Directions for this task – Which lines in the data below contain the word "super"? Copy each of them.
■ ■ ■ ■ ■
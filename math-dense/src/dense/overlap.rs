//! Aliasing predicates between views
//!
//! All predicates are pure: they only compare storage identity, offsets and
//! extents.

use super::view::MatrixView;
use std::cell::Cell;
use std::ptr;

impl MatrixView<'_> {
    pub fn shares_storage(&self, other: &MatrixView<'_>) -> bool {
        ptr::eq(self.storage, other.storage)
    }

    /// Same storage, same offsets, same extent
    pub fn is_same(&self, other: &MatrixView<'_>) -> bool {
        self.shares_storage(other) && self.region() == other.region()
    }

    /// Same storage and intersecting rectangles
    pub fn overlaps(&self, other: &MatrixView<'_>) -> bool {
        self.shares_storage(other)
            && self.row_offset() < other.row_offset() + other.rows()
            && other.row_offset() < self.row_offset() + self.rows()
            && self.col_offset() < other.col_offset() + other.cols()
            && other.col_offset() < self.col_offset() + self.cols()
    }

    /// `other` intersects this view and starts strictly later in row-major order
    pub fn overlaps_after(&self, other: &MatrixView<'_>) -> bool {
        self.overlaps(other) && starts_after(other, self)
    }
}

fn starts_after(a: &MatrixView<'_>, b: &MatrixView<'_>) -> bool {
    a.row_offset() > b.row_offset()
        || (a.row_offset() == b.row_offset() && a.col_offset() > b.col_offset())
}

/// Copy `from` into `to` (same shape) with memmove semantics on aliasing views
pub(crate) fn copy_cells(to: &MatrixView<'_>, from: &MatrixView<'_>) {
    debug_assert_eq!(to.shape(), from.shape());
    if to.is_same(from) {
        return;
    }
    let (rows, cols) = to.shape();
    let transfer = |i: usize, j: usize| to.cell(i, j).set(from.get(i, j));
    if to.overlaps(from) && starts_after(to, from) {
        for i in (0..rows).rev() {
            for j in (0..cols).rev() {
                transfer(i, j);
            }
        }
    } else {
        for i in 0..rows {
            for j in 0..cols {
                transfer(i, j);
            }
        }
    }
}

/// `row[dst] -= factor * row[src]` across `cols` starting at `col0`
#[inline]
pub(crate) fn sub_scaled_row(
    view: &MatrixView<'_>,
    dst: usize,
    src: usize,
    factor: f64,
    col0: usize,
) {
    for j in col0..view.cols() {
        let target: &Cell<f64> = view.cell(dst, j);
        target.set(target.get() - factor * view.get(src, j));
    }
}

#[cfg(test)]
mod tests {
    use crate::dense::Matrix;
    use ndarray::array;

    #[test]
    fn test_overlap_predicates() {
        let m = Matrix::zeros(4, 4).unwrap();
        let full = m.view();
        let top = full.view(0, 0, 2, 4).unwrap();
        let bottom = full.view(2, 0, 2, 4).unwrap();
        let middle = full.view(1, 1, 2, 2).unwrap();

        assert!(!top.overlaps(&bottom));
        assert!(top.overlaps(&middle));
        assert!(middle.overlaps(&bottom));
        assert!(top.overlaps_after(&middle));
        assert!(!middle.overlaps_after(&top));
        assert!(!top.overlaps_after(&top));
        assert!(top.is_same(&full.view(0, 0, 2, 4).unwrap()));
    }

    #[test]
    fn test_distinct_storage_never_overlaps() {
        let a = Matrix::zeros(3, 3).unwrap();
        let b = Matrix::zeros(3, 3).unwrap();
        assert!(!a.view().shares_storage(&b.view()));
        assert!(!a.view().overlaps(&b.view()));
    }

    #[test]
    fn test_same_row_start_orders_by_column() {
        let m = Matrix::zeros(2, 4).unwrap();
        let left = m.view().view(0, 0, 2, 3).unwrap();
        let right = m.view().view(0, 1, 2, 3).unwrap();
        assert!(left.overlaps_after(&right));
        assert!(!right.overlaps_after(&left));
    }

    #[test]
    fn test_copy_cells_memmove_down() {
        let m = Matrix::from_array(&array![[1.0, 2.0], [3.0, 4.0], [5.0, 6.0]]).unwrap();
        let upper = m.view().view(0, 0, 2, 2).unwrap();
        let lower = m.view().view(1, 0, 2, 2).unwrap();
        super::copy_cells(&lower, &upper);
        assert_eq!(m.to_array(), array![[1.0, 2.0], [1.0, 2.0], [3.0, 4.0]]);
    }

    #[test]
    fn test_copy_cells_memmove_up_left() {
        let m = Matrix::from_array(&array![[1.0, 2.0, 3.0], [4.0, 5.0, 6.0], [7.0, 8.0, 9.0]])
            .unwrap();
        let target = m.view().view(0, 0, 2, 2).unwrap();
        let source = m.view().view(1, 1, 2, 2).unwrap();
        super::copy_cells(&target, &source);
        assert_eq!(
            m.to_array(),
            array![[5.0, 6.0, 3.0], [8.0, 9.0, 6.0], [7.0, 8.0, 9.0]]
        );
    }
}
■ ■ ■ ■ ■
Response –
use super::view::MatrixView;
        super::copy_cells(&lower, &upper);
        super::copy_cells(&target, &source);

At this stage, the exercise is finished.